Long-term blood transfusions in patients with thalassemia suppress endogenous erythropoiesis and associated dysmorphic bone marrow expansion but are responsible for toxic iron overload. Manifestations of endocrinopathies, cirrhosis of the liver, and cardiac dysfunction occur in the first two decades, and studies in the 1970s showed that patients with thalassemia dying from heart failure most often did so in the year following the diagnosis of cardiomyopathy.[6] Life expectancy of patients with thalassemia has improved over the past year, with a 94.4 percent survival at 15 years for patients born between 1970 and 1974. Cardiac disease remains the major cause of death (60 percent).[1] The DFO combines with both parenchymal and reticuloendothelial iron to produce ferrioxamine, which is excreted in the urine and stool. The balance between urinary and stool iron excretion may be influenced by the iron load, by the dose and route of administration of DFO, and by the rate of erythropoiesis.[5] Iron chelation and, more specifically, regular sc DFO therapy in complaint patients has been shown to delay the development of heart disease.[7]
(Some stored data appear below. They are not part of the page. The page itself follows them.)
//! Per-car median racing line

use tracing::{debug, info};

use crate::config::PerCarLineConfig;
use crate::error::{PipelineError, Result};
use crate::filters::{gaussian_filter1d, interp, linspace, median, BoundaryMode};
use crate::trajectory::{lap_segments, Trajectory};

/// Median racing line of one car
#[derive(Debug, Clone, PartialEq)]
pub struct CarRacingLine {
    /// Vehicle identifier
    pub vehicle_id: String,
    /// Ordered points around the lap
    pub points: Vec<[f64; 2]>,
    /// Median lapdist range of the laps used
    pub lap_length_m: f64,
    /// Number of laps in the median
    pub laps_used: usize,
}

/// Build a car's racing line as the per-point median of its laps resampled on
/// lapdist.
///
/// Laps are split where lapdist drops by more than `lap_drop`. Short segments,
/// segments whose lapdist ever decreases and segments with a small range are left
/// out. Fails when fewer than `min_laps` laps remain.
pub fn build_car_line(trajectory: &Trajectory, config: &PerCarLineConfig) -> Result<CarRacingLine> {
    let vehicle = &trajectory.vehicle_id;
    let lapdist = trajectory.column(|r| r.lapdist);
    let xs = trajectory.column(|r| r.x);
    let ys = trajectory.column(|r| r.y);

    let segments: Vec<_> = lap_segments(&lapdist, config.lap_drop)
        .into_iter()
        .filter(|r| r.len() > config.min_lap_samples)
        .collect();
    if segments.len() < config.min_laps {
        return Err(PipelineError::InsufficientLaps {
            vehicle: vehicle.clone(),
            found: segments.len(),
            required: config.min_laps,
        });
    }

    let n = config.n_points.max(2);
    let mut lap_xs: Vec<Vec<f64>> = Vec::new();
    let mut lap_ys: Vec<Vec<f64>> = Vec::new();
    let mut lengths = Vec::new();
    for seg in segments {
        let ld = &lapdist[seg.clone()];
        if ld.windows(2).any(|w| w[1] < w[0]) {
            debug!("Vehicle {}: skipping lap with decreasing lapdist", vehicle);
            continue;
        }
        let (lo, hi) = (ld[0], ld[ld.len() - 1]);
        if hi - lo < config.min_lap_range {
            continue;
        }
        let grid = linspace(lo, hi, n);
        lap_xs.push(grid.iter().map(|&g| interp(g, ld, &xs[seg.clone()])).collect());
        lap_ys.push(grid.iter().map(|&g| interp(g, ld, &ys[seg.clone()])).collect());
        lengths.push(hi - lo);
    }
    if lap_xs.len() < config.min_laps {
        return Err(PipelineError::InsufficientLaps {
            vehicle: vehicle.clone(),
            found: lap_xs.len(),
            required: config.min_laps,
        });
    }

    let mut column = Vec::with_capacity(lap_xs.len());
    let mut median_across = |laps: &[Vec<f64>]| -> Vec<f64> {
        (0..n)
            .map(|i| {
                column.clear();
                column.extend(laps.iter().map(|lap| lap[i]));
                median(&column)
            })
            .collect()
    };
    let mx = median_across(&lap_xs);
    let my = median_across(&lap_ys);
    let mx = gaussian_filter1d(&mx, config.smooth_sigma, BoundaryMode::Wrap);
    let my = gaussian_filter1d(&my, config.smooth_sigma, BoundaryMode::Wrap);

    let lap_length_m = median(&lengths);
    info!(
        "Vehicle {}: racing line from {} laps, lap length {:.1} m",
        vehicle,
        lap_xs.len(),
        lap_length_m
    );
    Ok(CarRacingLine {
        vehicle_id: vehicle.clone(),
        points: mx.into_iter().zip(my).map(|(x, y)| [x, y]).collect(),
        lap_length_m,
        laps_used: lap_xs.len(),
    })
}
This 19-year-old patient had advanced secondary hemochromatosis with multiple organ dysfunctions. He was referred to our hospital with sudden and rapidly progressive heart failure that was probably worsened by arrhythmias. Continuous high-dose IV chelation dramatically reversed cardiac insufficiency to stage 2 in the classification of the New York Heart Association; however, arrhythmogenic areas, probably due to scars secondary to chronic iron toxicity, have developed and continued to cause ventricular tachycardia. Thus, only inotropic and diuretic medications could be stopped after 1 year of IV chelation, but antiarrhythmic therapy remained necessary. The patient's daily activities returned to normal. Results of hepatic function tests normalized after 2 months. No change in endocrine functions (diabetes or sexual hormones) were observed, in spite of the fact that a rise of testosterone level after continuous IV DFO has been reported by others.[8] The continuous IV infusion was well tolerated by the patient.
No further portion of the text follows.